Permutation City

By Greg Egan

Permutation City, a novel by Greg Egan
Book details About the author

Permutation City is a science fiction novel by the Australian author Greg Egan.

Having liked Egans Quarantine, I was looking forward to reading this one and I was not disappointed. Again Egan has written a fantastic story by grabbing an idea and taking it to the limit.

This time we are in a world where Virtual Reality (VR) is nearly perfected and it is possible to download people's brains in to computers. The only problem is that the technology is very expensive and no matter how much money you have, it's impossible to make VR run faster than one eighteenth the speed of reality. The technique is mostly use by rich people who will rather live on in a VR environment than die. These people keep their money and their power and as the number of rich people that lets their soul live on in the computers (and thereby keep control over their money) grows, there is a growing fear among the ..uh.. undead souls, that the public opinion will turn against them and take away their rights. What they need is a possibility to escape and hide. But how to hide in a computer?

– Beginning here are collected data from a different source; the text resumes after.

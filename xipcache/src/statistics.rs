// Copyright 2025 xipcache Project Authors
//
// Licensed under the Apache License, Version 2.0 (the "License");
// you may not use this file except in compliance with the License.
// You may obtain a copy of the License at
//
//     http://www.apache.org/licenses/LICENSE-2.0
//
// Unless required by applicable law or agreed to in writing, software
// distributed under the License is distributed on an "AS IS" BASIS,
// WITHOUT WARRANTIES OR CONDITIONS OF ANY KIND, either express or implied.
// See the License for the specific language governing permissions and
// limitations under the License.

//! Device statistics.

use std::sync::atomic::{AtomicUsize, Ordering};

use serde::{Deserialize, Serialize};

/// Deterministic counters of a cache device.
///
/// Unlike [`Metrics`](xipcache_common::metrics::model::Metrics), the counters can always be read back.
#[derive(Debug, Default)]
pub struct Statistics {
    requests: AtomicUsize,
    mapped_requests: AtomicUsize,
    partial_transfers: AtomicUsize,
    retries: AtomicUsize,
    bytes_read: AtomicUsize,
    bytes_written: AtomicUsize,
    store_read_pages: AtomicUsize,
    store_write_pages: AtomicUsize,
    extent_evictions: AtomicUsize,
    file_evictions: AtomicUsize,
    barren_reclaims: AtomicUsize,
    write_back_failures: AtomicUsize,
    conflicts: AtomicUsize,
    faults: AtomicUsize,
}

/// A point-in-time copy of [`Statistics`].
#[expect(missing_docs)]
#[derive(Debug, Clone, Copy, Default, PartialEq, Eq, Serialize, Deserialize)]
pub struct StatisticsSnapshot {
    pub requests: usize,
    pub mapped_requests: usize,
    pub partial_transfers: usize,
    pub retries: usize,
    pub bytes_read: usize,
    pub bytes_written: usize,
    pub store_read_pages: usize,
    pub store_write_pages: usize,
    pub extent_evictions: usize,
    pub file_evictions: usize,
    pub barren_reclaims: usize,
    pub write_back_failures: usize,
    pub conflicts: usize,
    pub faults: usize,
}

macro_rules! record {
    ($($field:ident => $fn:ident),* $(,)?) => {
        impl Statistics {
            $(
                pub(crate) fn $fn(&self, v: usize) {
                    self.$field.fetch_add(v, Ordering::Relaxed);
                }
            )*

            /// Take a snapshot of every counter.
            pub fn snapshot(&self) -> StatisticsSnapshot {
                StatisticsSnapshot {
                    $($field: self.$field.load(Ordering::Relaxed),)*
                }
            }
        }
    };
}

record! {
    requests => record_requests,
    mapped_requests => record_mapped_requests,
    partial_transfers => record_partial_transfers,
    retries => record_retries,
    bytes_read => record_bytes_read,
    bytes_written => record_bytes_written,
    store_read_pages => record_store_read_pages,
    store_write_pages => record_store_write_pages,
    extent_evictions => record_extent_evictions,
    file_evictions => record_file_evictions,
    barren_reclaims => record_barren_reclaims,
    write_back_failures => record_write_back_failures,
    conflicts => record_conflicts,
    faults => record_faults,
}

#[cfg(test)]
mod tests {
    use super::*;

    #[test_log::test]
    fn test_snapshot() {
        let stats = Statistics::default();
        stats.record_requests(2);
        stats.record_bytes_written(4096);
        stats.record_extent_evictions(1);

        let snapshot = stats.snapshot();
        assert_eq!(snapshot.requests, 2);
        assert_eq!(snapshot.bytes_written, 4096);
        assert_eq!(snapshot.extent_evictions, 1);
        assert_eq!(snapshot.faults, 0);
    }
}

I won't say much more about this story other than that it's different from the other "people live on in the computer" stories that I have read - it has a lot more emphasis on the characters and a lot more on the philosophical side than the usual technology masturbation (not that that can't be fun).



Review by bon

Well, I just finished Permutation City and am pretty upset! This is Egan just hypothesizing all over the place with little going on other than pop ups and some double dealings. A dabble in murder at a few points...not a whole lot else though. You'd think with the hypothetical creation of a few entire worlds Greg would've given us some thicker vegetables to grow in the fertile land of cyberspace and software programs. These guys are living in the reality that only gods dream of where anything can happen. Some things do, but not enough for me. Awww, jeez I'm bummed.

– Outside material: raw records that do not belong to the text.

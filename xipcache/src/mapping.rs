// Copyright 2025 xipcache Project Authors
//
// Licensed under the Apache License, Version 2.0 (the "License");
// you may not use this file except in compliance with the License.
// You may obtain a copy of the License at
//
//     http://www.apache.org/licenses/LICENSE-2.0
//
// Unless required by applicable law or agreed to in writing, software
// distributed under the License is distributed on an "AS IS" BASIS,
// WITHOUT WARRANTIES OR CONDITIONS OF ANY KIND, either express or implied.
// See the License for the specific language governing permissions and
// limitations under the License.

//! Consumer mappings of cached extents.
//!
//! A consumer maps a window of a file and then reads and writes it directly, without going through a
//! request. Each live mapping keeps a soft page table. A page not yet present faults: the fault resolves
//! the page against the block table of the file and never allocates. Writes through a mapping set the
//! dirty bit of the page, which eviction harvests before it writes the extent back.

use std::{
    collections::BTreeMap,
    sync::{Arc, Weak},
};

use hashbrown::HashMap;
use parking_lot::{Mutex, MutexGuard};
use xipcache_common::{
    error::{Error, ErrorKind, Result},
    metrics::model::Metrics,
};

use crate::{
    file::{BlockEntry, BlockId, CacheFile, CacheFileId, FileState},
    memory::CacheMemory,
    request::ConsumerId,
    statistics::Statistics,
};

/// Identifies one mapping: a consumer's view of one extent of one cache file.
#[derive(Debug, Clone, Copy, PartialEq, Eq, Hash)]
pub struct MappingHandle {
    /// The mapped cache file.
    pub file: CacheFileId,
    /// Start of the mapped extent.
    pub extent: u64,
    /// The mapping consumer.
    pub consumer: ConsumerId,
}

/// Capability to query the dirty bit of a mapped page.
pub trait DirtyQuery: Send + Sync + 'static {
    /// Dirty bit of the `page`-th page of the mapping.
    ///
    /// `None` if the mapping or the page cannot be resolved. Such pages are skipped.
    fn query_dirty(&self, handle: MappingHandle, page: usize) -> Option<bool>;
}

#[derive(Debug, Clone, Copy, Default)]
struct Pte {
    block: Option<BlockId>,
    dirty: bool,
}

#[derive(Debug)]
struct PageTable {
    valid: bool,
    ptes: Vec<Pte>,
}

#[derive(Debug)]
struct View {
    table: Mutex<PageTable>,
}

/// In-process page tables of every live mapping.
#[derive(Debug, Default)]
pub struct SoftPageTables {
    views: Mutex<HashMap<MappingHandle, Arc<View>>>,
}

impl SoftPageTables {
    fn get(&self, handle: &MappingHandle) -> Option<Arc<View>> {
        self.views.lock().get(handle).cloned()
    }

    /// Number of live mappings.
    pub fn len(&self) -> usize {
        self.views.lock().len()
    }

    /// Whether no mapping is live.
    pub fn is_empty(&self) -> bool {
        self.views.lock().is_empty()
    }
}

impl DirtyQuery for SoftPageTables {
    fn query_dirty(&self, handle: MappingHandle, page: usize) -> Option<bool> {
        let view = self.get(&handle)?;
        let table = view.table.lock();
        if !table.valid {
            return None;
        }
        table.ptes.get(page).map(|pte| pte.dirty)
    }
}

/// Establishes and tears down consumer mappings.
///
/// Callers hold the per-file lock of the mapped file for every operation here. The mapping table and the
/// page table locks nest inside it.
#[derive(Debug)]
pub struct MappingManager {
    tables: SoftPageTables,
    block_size: u64,
    memory: Arc<CacheMemory>,
    statistics: Arc<Statistics>,
    metrics: Arc<Metrics>,
}

impl MappingManager {
    /// Create a manager over the cache memory.
    pub fn new(memory: Arc<CacheMemory>, statistics: Arc<Statistics>, metrics: Arc<Metrics>) -> Self {
        let block_size = memory.block_size() as u64;
        Self {
            tables: SoftPageTables::default(),
            block_size,
            memory,
            statistics,
            metrics,
        }
    }

    /// The page tables, usable as a [`DirtyQuery`].
    pub fn tables(&self) -> &SoftPageTables {
        &self.tables
    }

    /// Create, or extend, the consumer's view of the extent starting at `extent` to `len` bytes.
    ///
    /// Returns the view and whether it was newly created.
    pub fn map(&self, file: &Arc<CacheFile>, extent: u64, consumer: ConsumerId, len: u64) -> (MappedView, bool) {
        let handle = MappingHandle {
            file: file.id(),
            extent,
            consumer,
        };
        let pages = (len / self.block_size) as usize;

        let mut views = self.tables.views.lock();
        let (view, newly) = match views.get(&handle) {
            Some(view) => (view.clone(), false),
            None => {
                let view = Arc::new(View {
                    table: Mutex::new(PageTable {
                        valid: true,
                        ptes: vec![],
                    }),
                });
                views.insert(handle, view.clone());
                (view, true)
            }
        };
        drop(views);

        {
            let mut table = view.table.lock();
            if table.ptes.len() < pages {
                table.ptes.resize(pages, Pte::default());
            }
        }

        tracing::trace!(file = %handle.file, extent, %consumer, len, newly, "[mapping]: map");

        let view = MappedView {
            handle,
            len: pages as u64 * self.block_size,
            view,
            file: Arc::downgrade(file),
            memory: Arc::downgrade(&self.memory),
            block_size: self.block_size,
            statistics: self.statistics.clone(),
            metrics: self.metrics.clone(),
        };
        (view, newly)
    }

    /// Install every allocated page below the tracked file size into the view's page table.
    ///
    /// Returns the pages installed.
    pub fn prefault(&self, view: &MappedView, state: &FileState, size: u64) -> usize {
        let first = view.handle.extent / self.block_size;
        let mut table = view.view.table.lock();
        if !table.valid {
            return 0;
        }
        let mut installed = 0;
        for (index, pte) in table.ptes.iter_mut().enumerate() {
            let page = first + index as u64;
            if pte.block.is_some() || page * self.block_size >= size {
                continue;
            }
            if let Some(block) = state.block(page) {
                pte.block = Some(block);
                installed += 1;
            }
        }
        installed
    }

    /// Per-page OR of the dirty bits of every mapping of the extent.
    ///
    /// Only queries; no dirty bit is cleared.
    pub fn dirty_page_array(
        &self,
        file: CacheFileId,
        extent: u64,
        consumers: impl IntoIterator<Item = ConsumerId>,
        page_count: usize,
        query: &dyn DirtyQuery,
    ) -> Vec<bool> {
        let mut dirty = vec![false; page_count];
        for consumer in consumers {
            let handle = MappingHandle { file, extent, consumer };
            for (page, bit) in dirty.iter_mut().enumerate() {
                if query.query_dirty(handle, page) == Some(true) {
                    *bit = true;
                }
            }
        }
        dirty
    }

    /// Tear down every mapping of the extent starting at `extent` and drop its regions.
    ///
    /// Dirty bits still held by the page tables are folded into the block table. Returns the mappings
    /// torn down.
    pub fn unmap_extent(&self, file: CacheFileId, state: &mut FileState, extent: u64) -> usize {
        let consumers = match state.extents.get(extent) {
            Some(e) => e.regions.iter().copied().collect::<Vec<_>>(),
            None => return 0,
        };
        for consumer in &consumers {
            let handle = MappingHandle {
                file,
                extent,
                consumer: *consumer,
            };
            self.teardown(handle, &mut state.blocks);
            state.extents.remove_region(extent, *consumer);
        }
        consumers.len()
    }

    /// Tear down every mapping the consumer holds on the file, keeping their dirty data in the block table.
    pub fn unmap_consumer(&self, file: CacheFileId, state: &mut FileState, consumer: ConsumerId) -> usize {
        let extents = state
            .extents
            .iter()
            .filter(|e| e.regions.contains(&consumer))
            .map(|e| e.offset)
            .collect::<Vec<_>>();
        for extent in &extents {
            self.teardown(MappingHandle { file, extent: *extent, consumer }, &mut state.blocks);
            state.extents.remove_region(*extent, consumer);
        }
        extents.len()
    }

    fn teardown(&self, handle: MappingHandle, blocks: &mut BTreeMap<u64, BlockEntry>) {
        let Some(view) = self.tables.views.lock().remove(&handle) else {
            return;
        };
        let first = handle.extent / self.block_size;
        let mut table = view.table.lock();
        table.valid = false;
        let mut folded = 0;
        for (index, pte) in table.ptes.drain(..).enumerate() {
            if !pte.dirty {
                continue;
            }
            if let Some(entry) = blocks.get_mut(&(first + index as u64)) {
                entry.dirty = true;
                folded += 1;
            }
        }
        tracing::trace!(file = %handle.file, extent = handle.extent, consumer = %handle.consumer, folded, "[mapping]: unmap");
    }
}

/// A consumer's mapping of a cached window.
///
/// The view does not own the cache file or the cache memory. Once the device tears the mapping down,
/// every access fails with [`ErrorKind::Fault`].
#[derive(Debug, Clone)]
pub struct MappedView {
    handle: MappingHandle,
    len: u64,
    view: Arc<View>,
    file: Weak<CacheFile>,
    memory: Weak<CacheMemory>,
    block_size: u64,
    statistics: Arc<Statistics>,
    metrics: Arc<Metrics>,
}

impl MappedView {
    /// The mapping handle.
    pub fn handle(&self) -> MappingHandle {
        self.handle
    }

    /// Logical file offset the view starts at.
    pub fn offset(&self) -> u64 {
        self.handle.extent
    }

    /// Length of the view in bytes.
    pub fn len(&self) -> u64 {
        self.len
    }

    /// Whether the view is empty.
    pub fn is_empty(&self) -> bool {
        self.len == 0
    }

    /// Whether the mapping is still established.
    pub fn is_valid(&self) -> bool {
        self.view.table.lock().valid
    }

    /// Read `buf.len()` bytes at `offset` bytes into the view.
    pub fn read_at(&self, offset: u64, buf: &mut [u8]) -> Result<usize> {
        let len = buf.len();
        self.access(offset, len, false, |memory, block, in_block, range| {
            memory.read(block, in_block, &mut buf[range]);
        })?;
        Ok(len)
    }

    /// Write `buf` at `offset` bytes into the view, dirtying the touched pages.
    pub fn write_at(&self, offset: u64, buf: &[u8]) -> Result<usize> {
        self.access(offset, buf.len(), true, |memory, block, in_block, range| {
            memory.write(block, in_block, &buf[range]);
        })?;
        Ok(buf.len())
    }

    fn access<F>(&self, offset: u64, len: usize, write: bool, mut copy: F) -> Result<()>
    where
        F: FnMut(&CacheMemory, BlockId, usize, std::ops::Range<usize>),
    {
        if offset.checked_add(len as u64).is_none_or(|end| end > self.len) {
            return Err(Error::invalid_request("access beyond the mapping")
                .with_context("offset", offset)
                .with_context("len", len)
                .with_context("view", self.len));
        }
        let memory = self
            .memory
            .upgrade()
            .ok_or_else(|| Error::new(ErrorKind::Closed, "cache device detached"))?;

        let bs = self.block_size as usize;
        let mut done = 0;
        while done < len {
            let pos = offset + done as u64;
            let index = (pos / self.block_size) as usize;
            let in_block = (pos % self.block_size) as usize;
            let n = (bs - in_block).min(len - done);

            let mut table = self.view.table.lock();
            if !table.valid {
                drop(table);
                return Err(self.fault(pos, "access through a torn down mapping"));
            }
            let block = match table.ptes.get(index).and_then(|pte| pte.block) {
                Some(block) => block,
                None => {
                    drop(table);
                    let (guard, block) = self.fault_in(index, pos)?;
                    table = guard;
                    block
                }
            };

            copy(&*memory, block, in_block, done..done + n);
            if write {
                table.ptes[index].dirty = true;
            }
            drop(table);

            done += n;
        }
        Ok(())
    }

    /// Resolve the page against the block table and install it.
    ///
    /// The page table lock is released before the file lock is taken and retaken under it, so the order
    /// stays file before page table.
    fn fault_in(&self, index: usize, pos: u64) -> Result<(MutexGuard<'_, PageTable>, BlockId)> {
        let file = self
            .file
            .upgrade()
            .ok_or_else(|| self.fault(pos, "cache file evicted"))?;
        let state = file.lock();

        let page = self.handle.extent / self.block_size + index as u64;
        if page * self.block_size >= file.size() {
            return Err(self
                .fault(pos, "page beyond the end of the file")
                .with_context("size", file.size()));
        }
        let block = state
            .block(page)
            .ok_or_else(|| self.fault(pos, "page has no cache block"))?;

        let mut table = self.view.table.lock();
        drop(state);
        if !table.valid {
            drop(table);
            return Err(self.fault(pos, "access through a torn down mapping"));
        }
        table.ptes[index].block = Some(block);
        tracing::trace!(file = %self.handle.file, page, block, "[mapping]: fault in");
        Ok((table, block))
    }

    fn fault(&self, pos: u64, message: &'static str) -> Error {
        self.statistics.record_faults(1);
        self.metrics.device_fault.increase(1);
        tracing::debug!(file = %self.handle.file, extent = self.handle.extent, pos, reason = message, "[mapping]: fault");
        Error::fault(self.handle.extent + pos, message)
            .with_context("file", self.handle.file)
            .with_context("consumer", self.handle.consumer)
    }
}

Ya know, I read that first chapter about 2 years ago at a library and thought to myself for the next 12 months "I really have to track that puppy down and read it!". The intro chapter is great. There's some swell parts in the book, but over all hmmm. Hmmmmmph!!!

Give me "Distress" again. That's the book I could hold up like a light in the darkness of volcano ash. Not my bag all that hypothesizing stuff Egan loves to brain fart with. Didn't cut the mustard for me.

Written on 1st June 1999 by .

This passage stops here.